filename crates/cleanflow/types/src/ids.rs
//! String identifiers used across the workflow

use serde::{Deserialize, Serialize};

/// Identifier of a physical location (room, bay, suite)
#[derive(Clone, Debug, PartialEq, Eq, Hash, PartialOrd, Ord, Serialize, Deserialize)]
#[serde(transparent)]
pub struct AreaId(pub String);

impl AreaId {
    pub fn new(id: impl Into<String>) -> Self {
        Self(id.into())
    }

    pub fn as_str(&self) -> &str {
        &self.0
    }
}

impl std::fmt::Display for AreaId {
    fn fmt(&self, f: &mut std::fmt::Formatter<'_>) -> std::fmt::Result {
        write!(f, "{}", self.0)
    }
}

/// Identifier of a cleaning procedure (protocol)
#[derive(Clone, Debug, PartialEq, Eq, Hash, PartialOrd, Ord, Serialize, Deserialize)]
#[serde(transparent)]
pub struct ProcedureId(pub String);

impl ProcedureId {
    pub fn new(id: impl Into<String>) -> Self {
        Self(id.into())
    }

    pub fn as_str(&self) -> &str {
        &self.0
    }
}

impl std::fmt::Display for ProcedureId {
    fn fmt(&self, f: &mut std::fmt::Formatter<'_>) -> std::fmt::Result {
        write!(f, "{}", self.0)
    }
}

/// Identifier of a step within a procedure
#[derive(Clone, Debug, PartialEq, Eq, Hash, PartialOrd, Ord, Serialize, Deserialize)]
#[serde(transparent)]
pub struct StepId(pub String);

impl StepId {
    pub fn new(id: impl Into<String>) -> Self {
        Self(id.into())
    }

    pub fn as_str(&self) -> &str {
        &self.0
    }
}

impl std::fmt::Display for StepId {
    fn fmt(&self, f: &mut std::fmt::Formatter<'_>) -> std::fmt::Result {
        write!(f, "{}", self.0)
    }
}

/// Identifier of a submitted cleaning run
#[derive(Clone, Debug, PartialEq, Eq, Hash, Serialize, Deserialize)]
#[serde(transparent)]
pub struct RunId(pub String);

impl RunId {
    pub fn new(id: impl Into<String>) -> Self {
        Self(id.into())
    }

    pub fn short(&self) -> &str {
        let end = self
            .0
            .char_indices()
            .nth(8)
            .map(|(i, _)| i)
            .unwrap_or(self.0.len());
        &self.0[..end]
    }
}

impl std::fmt::Display for RunId {
    fn fmt(&self, f: &mut std::fmt::Formatter<'_>) -> std::fmt::Result {
        write!(f, "{}", self.0)
    }
}

/// Identifier of one workflow session. A reset starts a new session.
#[derive(Clone, Debug, PartialEq, Eq, Hash, Serialize, Deserialize)]
#[serde(transparent)]
pub struct SessionId(pub String);

impl SessionId {
    pub fn new(id: impl Into<String>) -> Self {
        Self(id.into())
    }

    pub fn as_str(&self) -> &str {
        &self.0
    }
}

impl std::fmt::Display for SessionId {
    fn fmt(&self, f: &mut std::fmt::Formatter<'_>) -> std::fmt::Result {
        write!(f, "{}", self.0)
    }
}

/// Identifier of the authenticated operator
#[derive(Clone, Debug, PartialEq, Eq, Hash, Serialize, Deserialize)]
#[serde(transparent)]
pub struct OperatorId(pub String);

impl OperatorId {
    pub fn new(id: impl Into<String>) -> Self {
        Self(id.into())
    }
}

impl std::fmt::Display for OperatorId {
    fn fmt(&self, f: &mut std::fmt::Formatter<'_>) -> std::fmt::Result {
        write!(f, "{}", self.0)
    }
}
//! Read-only catalog of known areas and active procedures

use crate::{AreaId, AreaInfo, ProcedureId, ProcedureInfo};

/// External source of areas and procedures.
///
/// Access is read-only and may happen concurrently from many sessions.
pub trait Catalog: Send + Sync {
    /// Look up an area by id
    fn find_area(&self, area_id: &AreaId) -> Option<AreaInfo>;

    /// Procedures that may currently be started
    fn active_procedures(&self) -> Vec<ProcedureInfo>;

    /// Find a procedure by id within the active set
    fn find_active_procedure(&self, procedure_id: &ProcedureId) -> Option<ProcedureInfo> {
        self.active_procedures()
            .into_iter()
            .find(|p| &p.id == procedure_id)
    }
}
use std::future::Future;

use archive_models::email_address::EmailAddress;

#[cfg_attr(feature = "mock", mockall::automock)]
pub trait EmailService: Send + Sync + 'static {
    /// Send an email and return whether the smtp server accepted it.
    fn send(&self, email: Email) -> impl Future<Output = anyhow::Result<bool>> + Send;

    fn ping(&self) -> impl Future<Output = anyhow::Result<()>> + Send;
}

/// A plain text email.
#[derive(Debug, Clone, PartialEq, Eq)]
pub struct Email {
    pub recipient: EmailAddress,
    pub subject: String,
    pub body: String,
    pub reply_to: Option<EmailAddress>,
}

#[cfg(feature = "mock")]
impl MockEmailService {
    pub fn with_send(mut self, email: Email, result: bool) -> Self {
        self.expect_send()
            .once()
            .with(mockall::predicate::eq(email))
            .return_once(move |_| Box::pin(std::future::ready(Ok(result))));
        self
    }

    pub fn with_send_error(mut self, email: Email, error: anyhow::Error) -> Self {
        self.expect_send()
            .once()
            .with(mockall::predicate::eq(email))
            .return_once(move |_| Box::pin(std::future::ready(Err(error))));
        self
    }

    pub fn with_ping(mut self, ok: bool) -> Self {
        self.expect_ping().once().return_once(move || {
            Box::pin(std::future::ready(if ok {
                Ok(())
            } else {
                Err(anyhow::anyhow!("connection refused"))
            }))
        });
        self
    }
}
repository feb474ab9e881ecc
use std::str::FromStr;

use serde::{Deserialize, Serialize};

#[derive(Debug, Clone, PartialEq, Eq, Serialize, Deserialize)]
pub struct EmailAddress(pub lettre::Address);

impl EmailAddress {
    pub fn as_str(&self) -> &str {
        self.0.as_ref()
    }
}

impl std::fmt::Display for EmailAddress {
    fn fmt(&self, f: &mut std::fmt::Formatter<'_>) -> std::fmt::Result {
        self.0.fmt(f)
    }
}

impl FromStr for EmailAddress {
    type Err = <lettre::Address as FromStr>::Err;

    fn from_str(s: &str) -> Result<Self, Self::Err> {
        s.parse().map(Self)
    }
}

impl TryFrom<&str> for EmailAddress {
    type Error = <Self as FromStr>::Err;

    fn try_from(value: &str) -> Result<Self, Self::Error> {
        value.parse()
    }
}

impl From<EmailAddress> for lettre::Address {
    fn from(value: EmailAddress) -> Self {
        value.0
    }
}
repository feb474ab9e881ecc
pub mod contact;
pub mod health;
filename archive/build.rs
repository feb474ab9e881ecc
fn main() {
    println!("cargo::rustc-check-cfg=cfg(tracing_pretty)");
    println!("cargo::rerun-if-env-changed=RUST_LOG_PRETTY");
    if std::env::var("RUST_LOG_PRETTY").as_deref() == Ok("1") {
        println!("cargo::rustc-cfg=tracing_pretty");
    }
}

•••••

## BRIEF:
Each line above with the word "areas" must be returned.

## WRITTEN REPLY:
//! Read-only catalog of known areas and active procedures
/// External source of areas and procedures.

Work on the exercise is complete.